In New Jersey, a parent can write his or her natural children out of a will and it is completely legal. The only person who has a legal right to an inheritance is a spouse so long as he or she has not waived said right via a prenuptial agreement. If the will was not probated, it is likely that the assets were transferred outside of a will to someone else. Having said the foregoing, you may still have rights. Approximately ten years ago, I won a case where all the assets passes to a stepmother via a joint account and the will was not probated. The will was discovered as well as evidence that the spouse was to divide the assets with the children from the first marriage. Get competent counsel now to review this matter with you to see whether or not you have a claime.

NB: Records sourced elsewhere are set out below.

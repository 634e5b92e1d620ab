//! # Worker kinds and collaborators.
//!
//! A worker is split in two halves:
//!
//! - [`WorkerKind`]: a zero-sized marker describing one family. It names the worker,
//!   maps [`Signal`]s to its [`EventCode`]s, extracts requests from payloads and
//!   wraps results back into payloads.
//! - [`Collaborator`]: the engine doing the heavy lifting (model runtime, audio
//!   backend, indexer). It is owned by exactly one worker and only ever called from
//!   that worker's thread, so it takes `&mut self`.
//!
//! # Example
//! ```
//! use async_trait::async_trait;
//! use tokio_util::sync::CancellationToken;
//! use workbus::{Collaborator, LoadError, ModelConfig, WorkError};
//! use workbus::workers::token_count::{TokenCount, TokenCountKind, TokenCountRequest};
//!
//! struct Whitespace;
//!
//! #[async_trait]
//! impl Collaborator<TokenCountKind> for Whitespace {
//!     async fn load(&mut self, _cfg: &ModelConfig) -> Result<(), LoadError> {
//!         Ok(())
//!     }
//!
//!     async fn run(
//!         &mut self,
//!         req: TokenCountRequest,
//!         _ctx: CancellationToken,
//!     ) -> Result<TokenCount, WorkError> {
//!         Ok(TokenCount { id: req.id, tokens: req.text.split_whitespace().count() })
//!     }
//!
//!     async fn unload(&mut self) {}
//! }
//! ```

use async_trait::async_trait;
use tokio_util::sync::CancellationToken;

use super::discipline::QueueDiscipline;
use crate::error::{LoadError, WorkError};
use crate::events::{CorrelationId, EventCode, ModelConfig, Payload, Signal};

/// Static description of a worker family.
pub trait WorkerKind: Send + Sync + 'static {
    /// Request handed to the collaborator.
    type Request: Clone + Send + 'static;
    /// Successful result of one unit.
    type Output: Send + 'static;

    /// Stable worker name; used in logs, thread names, config and `Payload::Target`.
    const NAME: &'static str;
    /// Discipline used unless the config overrides it.
    const DISCIPLINE: QueueDiscipline;

    /// Event code of this family for `signal`.
    fn code(signal: Signal) -> EventCode;

    /// Extracts a request from a `*Requested` payload.
    fn request(payload: &Payload) -> Option<Self::Request>;

    /// Correlation id carried by `request`.
    fn correlation_id(request: &Self::Request) -> CorrelationId;

    /// Wraps a result into the `*Completed` payload.
    fn completed(output: Self::Output) -> Payload;

    /// Rejects malformed requests before they reach the collaborator.
    fn validate(_request: &Self::Request) -> Result<(), WorkError> {
        Ok(())
    }
}

/// # The engine behind a worker.
///
/// Every method runs on the owning worker's thread (or inline for `Direct`
/// workers); calls never overlap.
#[async_trait]
pub trait Collaborator<K: WorkerKind>: Send + 'static {
    /// Loads a model. The worker unloads the previous model first.
    async fn load(&mut self, config: &ModelConfig) -> Result<(), LoadError>;

    /// Runs one unit of work.
    ///
    /// Implementations should poll `ctx` and return [`WorkError::Canceled`] soon
    /// after it fires; an interrupt does not abort the future.
    async fn run(&mut self, request: K::Request, ctx: CancellationToken)
    -> Result<K::Output, WorkError>;

    /// Releases the loaded model.
    async fn unload(&mut self);
}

This response does not constitute the establishment of an attorney-client relationship. It is also not to be taken as firm legal advice as such would be contingent on a full inquiry by the attorney into the complete background of the facts and circumstances surrounding this matter. The response is meant to be a helpful guide to a question in a manner which reflects the limited information provided by the inquirer.

Martin L Bearg

Martin L Bearg


Mr. Begley is correct and if everything passes "by operation of law" (beneficiary designation or as a joint account), then there is no need to probate the Will. If you were omitted, rather than specifically excluded, you are deemed a "pretemided heir." (an overlooked or forgotten heir) IF there are probate assets. If specifically excluded, you probably have no claim, but as Tom has noted, if there was undue influence rather than an true intention on your father to disinherit you, you may have a claim, but such claim needs to be pursued in the state and county in which your father lived.


So long as a person is competent to execute a Will they are free to exclude any or all of their children and can leave their property to whomever they wish. The only person who has a right to an inheritance is a surviving spouse, and that may be limited depending on the State in which the decedent resided.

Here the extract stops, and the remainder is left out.